Oh goodness, I'm so sorry to hear about your loss. It sounds like Bentley filled your home and heart with happiness.


----------



## 3goldens2keep (Feb 13, 2019)

I am so sorry for your loss. From what you shared, it was time and Bentley told you in his own way! These dogs are so strong, they will put pain away, until they just cannot stand it anymore. I have had 7 Goldens, 2 are still with me...all the others died from some form of cancer! None of them every cried up to and including when we put them down. The are just strong animals, in time you will appreciate how tough you pup really was and how he had earned the right to be put out of his pain, even though it tore your heart out!
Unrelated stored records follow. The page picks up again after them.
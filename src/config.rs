use anyhow::{Context, Result};
use directories::ProjectDirs;
use serde::{Deserialize, Serialize};
use std::fs;
use std::path::{Path, PathBuf};

use crate::download::MediaFormat;
use crate::urls::UrlValidator;

#[derive(Debug, Clone, Serialize, Deserialize, Default)]
pub struct Config {
    #[serde(default)]
    pub general: GeneralConfig,
    #[serde(default)]
    pub engine: EngineConfig,
    #[serde(default)]
    pub provision: ProvisionConfig,
    #[serde(default)]
    pub history: HistoryConfig,
}

#[derive(Debug, Clone, Serialize, Deserialize)]
pub struct GeneralConfig {
    #[serde(default)]
    pub output_directory: Option<PathBuf>,
    #[serde(default)]
    pub default_format: MediaFormat,
    #[serde(default = "default_sites")]
    pub sites: Vec<String>,
    #[serde(default = "default_short_hosts")]
    pub short_hosts: Vec<String>,
}

/// Knobs passed through to the extraction engine.
#[derive(Debug, Clone, Serialize, Deserialize)]
pub struct EngineConfig {
    #[serde(default = "default_engine_binary")]
    pub binary: PathBuf,
    #[serde(default = "default_retries")]
    pub retries: u32,
    #[serde(default = "default_retries")]
    pub fragment_retries: u32,
    #[serde(default = "default_retries")]
    pub file_access_retries: u32,
    #[serde(default = "default_retries")]
    pub extractor_retries: u32,
    #[serde(default = "default_socket_timeout_secs")]
    pub socket_timeout_secs: u64,
    #[serde(default = "default_http_chunk_size")]
    pub http_chunk_size: u64,
    #[serde(default = "default_buffer_size")]
    pub buffer_size: u64,
    #[serde(default = "default_concurrent_fragments")]
    pub concurrent_fragments: u32,
    #[serde(default = "default_audio_codec")]
    pub audio_codec: String,
    #[serde(default = "default_audio_quality")]
    pub audio_quality: String,
    #[serde(default)]
    pub playlist_end: Option<u32>,
}

#[derive(Debug, Clone, Serialize, Deserialize)]
pub struct ProvisionConfig {
    #[serde(default = "default_install_dir")]
    pub install_dir: PathBuf,
    #[serde(default = "default_archive_url")]
    pub archive_url: Option<String>,
    #[serde(default = "default_digest_url")]
    pub digest_url: Option<String>,
    #[serde(default)]
    pub persist_path: bool,
}

#[derive(Debug, Clone, Serialize, Deserialize)]
pub struct HistoryConfig {
    #[serde(default)]
    pub file: Option<PathBuf>,
    #[serde(default = "default_max_entries")]
    pub max_entries: usize,
}

// Default value functions
fn default_sites() -> Vec<String> {
    vec!["youtube.com".to_string()]
}
fn default_short_hosts() -> Vec<String> {
    vec!["youtu.be".to_string()]
}
fn default_engine_binary() -> PathBuf {
    if cfg!(windows) {
        PathBuf::from("yt-dlp.exe")
    } else {
        PathBuf::from("yt-dlp")
    }
}
fn default_retries() -> u32 {
    10
}
fn default_socket_timeout_secs() -> u64 {
    300
}
fn default_http_chunk_size() -> u64 {
    10 * 1024 * 1024
}
fn default_buffer_size() -> u64 {
    1024 * 1024
}
fn default_concurrent_fragments() -> u32 {
    10
}
fn default_audio_codec() -> String {
    "mp3".to_string()
}
fn default_audio_quality() -> String {
    "192".to_string()
}
fn default_install_dir() -> PathBuf {
    directories::UserDirs::new()
        .map(|dirs| dirs.home_dir().join(".ffmpeg"))
        .unwrap_or_else(|| PathBuf::from(".ffmpeg"))
}
fn default_archive_url() -> Option<String> {
    if cfg!(windows) {
        Some("https://github.com/BtbN/FFmpeg-Builds/releases/download/latest/ffmpeg-master-latest-win64-gpl.zip".to_string())
    } else if cfg!(target_os = "macos") {
        Some("https://evermeet.cx/ffmpeg/getrelease/zip".to_string())
    } else {
        None
    }
}
fn default_digest_url() -> Option<String> {
    if cfg!(windows) {
        Some(
            "https://github.com/BtbN/FFmpeg-Builds/releases/download/latest/checksums.sha256"
                .to_string(),
        )
    } else {
        None
    }
}
fn default_max_entries() -> usize {
    100
}

impl Default for GeneralConfig {
    fn default() -> Self {
        Self {
            output_directory: None,
            default_format: MediaFormat::default(),
            sites: default_sites(),
            short_hosts: default_short_hosts(),
        }
    }
}

impl Default for EngineConfig {
    fn default() -> Self {
        Self {
            binary: default_engine_binary(),
            retries: default_retries(),
            fragment_retries: default_retries(),
            file_access_retries: default_retries(),
            extractor_retries: default_retries(),
            socket_timeout_secs: default_socket_timeout_secs(),
            http_chunk_size: default_http_chunk_size(),
            buffer_size: default_buffer_size(),
            concurrent_fragments: default_concurrent_fragments(),
            audio_codec: default_audio_codec(),
            audio_quality: default_audio_quality(),
            playlist_end: None,
        }
    }
}

impl Default for ProvisionConfig {
    fn default() -> Self {
        Self {
            install_dir: default_install_dir(),
            archive_url: default_archive_url(),
            digest_url: default_digest_url(),
            persist_path: false,
        }
    }
}

impl Default for HistoryConfig {
    fn default() -> Self {
        Self {
            file: None,
            max_entries: default_max_entries(),
        }
    }
}

impl GeneralConfig {
    pub fn url_validator(&self) -> UrlValidator {
        UrlValidator::new(&self.sites, &self.short_hosts)
    }
}

pub struct ConfigManager {
    config_file: PathBuf,
    data_dir: PathBuf,
    config: Config,
}

impl ConfigManager {
    /// Create a new ConfigManager and load existing config or create default
    pub fn new() -> Result<Self> {
        let project_dirs = ProjectDirs::from("", "", "tubefetch")
            .context("Failed to determine config directory")?;

        Self::with_dirs(
            project_dirs.config_dir().to_path_buf(),
            project_dirs.data_dir().to_path_buf(),
        )
    }

    /// Load or create the config file inside explicit directories
    pub fn with_dirs(config_dir: PathBuf, data_dir: PathBuf) -> Result<Self> {
        let config_file = config_dir.join("config.toml");

        if !config_dir.exists() {
            fs::create_dir_all(&config_dir)
                .with_context(|| format!("Failed to create config directory: {:?}", config_dir))?;
        }

        let config = if config_file.exists() {
            Self::load_config(&config_file)?
        } else {
            let default_config = Config::default();
            Self::save_config(&config_file, &default_config)?;
            default_config
        };

        Ok(Self {
            config_file,
            data_dir,
            config,
        })
    }

    /// Get a reference to the current config
    pub fn config(&self) -> &Config {
        &self.config
    }

    /// Get a mutable reference to the current config
    pub fn config_mut(&mut self) -> &mut Config {
        &mut self.config
    }

    /// Save the current config to disk
    pub fn save(&self) -> Result<()> {
        Self::save_config(&self.config_file, &self.config)
    }

    /// Replace the current config with defaults and persist it
    pub fn reset(&mut self) -> Result<()> {
        self.config = Config::default();
        self.save()
    }

    pub fn config_file(&self) -> &Path {
        &self.config_file
    }

    /// Location of the download history, honouring an explicit override
    pub fn history_file(&self) -> PathBuf {
        self.config
            .history
            .file
            .clone()
            .unwrap_or_else(|| self.data_dir.join("history.json"))
    }

    fn load_config(config_file: &Path) -> Result<Config> {
        let content = fs::read_to_string(config_file)
            .with_context(|| format!("Failed to read config file: {:?}", config_file))?;

        let config: Config = toml::from_str(&content)
            .with_context(|| format!("Failed to parse config file: {:?}", config_file))?;

        Ok(config)
    }

    fn save_config(config_file: &Path, config: &Config) -> Result<()> {
        let content = toml::to_string_pretty(config).context("Failed to serialize config")?;

        fs::write(config_file, content)
            .with_context(|| format!("Failed to write config file: {:?}", config_file))?;

        Ok(())
    }

    /// Validate the current configuration
    pub fn validate(&self) -> Result<()> {
        let engine = &self.config.engine;
        if engine.concurrent_fragments == 0 {
            anyhow::bail!("engine.concurrent_fragments must be greater than 0");
        }
        if engine.socket_timeout_secs == 0 {
            anyhow::bail!("engine.socket_timeout_secs must be greater than 0");
        }
        if engine.http_chunk_size == 0 {
            anyhow::bail!("engine.http_chunk_size must be greater than 0");
        }
        if engine.audio_codec.trim().is_empty() {
            anyhow::bail!("engine.audio_codec cannot be empty");
        }
        if engine.playlist_end == Some(0) {
            anyhow::bail!("engine.playlist_end must be greater than 0 when set");
        }

        if self.config.general.sites.is_empty() && self.config.general.short_hosts.is_empty() {
            anyhow::bail!("at least one site or short host must be configured");
        }

        if self.config.history.max_entries == 0 {
            anyhow::bail!("history.max_entries must be greater than 0");
        }

        if self.config.provision.install_dir.as_os_str().is_empty() {
            anyhow::bail!("provision.install_dir cannot be empty");
        }

        Ok(())
    }
}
Time heals all wounds, in time your focus will be on all the wonderful memories you have of Bentley! That is his gift to you, he will never be gone, he will live on in your mind...forever!


----------



## Suri Iyer (Jun 4, 2011)

Thanks for the advice. It's much appreciated. - Suri.


----------



## Dunmar (Apr 15, 2020)

Suri Iyer said:


> Thanks again, everyone. I have a query. Why is it that Bentley never whimpered when I or the vet pressed gently at different parts of his body to see where or what hurts? He would just lay down and not complain. Is it because he was on gabapentin and CBD oil? Or because he was so disoriented and lost from a lot of pain? Not once did he whimper or cry out. Not once. Only yesterday, he started shivering because he peed on himself and he has never peed in the house even when we were gone for hours. He would always wait for us to let him out. If my back hurts or hips hurt and someone presses it, we cry out like there's no tomorrow. He was my first pet that I had to lead to the bridge.
> 
> He will be friends with Olivia, until she tries to snatch his tennis balls.
> 
> Suri


My vet told me Goldens (Olivia was at least half) have a way of hiding their pain. 
Every bladder infection she had as she got older, we would have to look for changes as it wasn't obvious. The vet would say "that's a Golden for ya"
The cancer in her leg that finally took her. We thought it came on quickly and just in her leg. We thought we had options. It was more than just her leg as if we didn't put her down, the cancer probably would have taken her in less than a few days from when we did. We chose to end her suffering that seemed to just happen over a couple days.
When I told the vet I thought we would have more time. The vet said it was probably more advanced than just the leg and Goldens can hide their illnesses well. 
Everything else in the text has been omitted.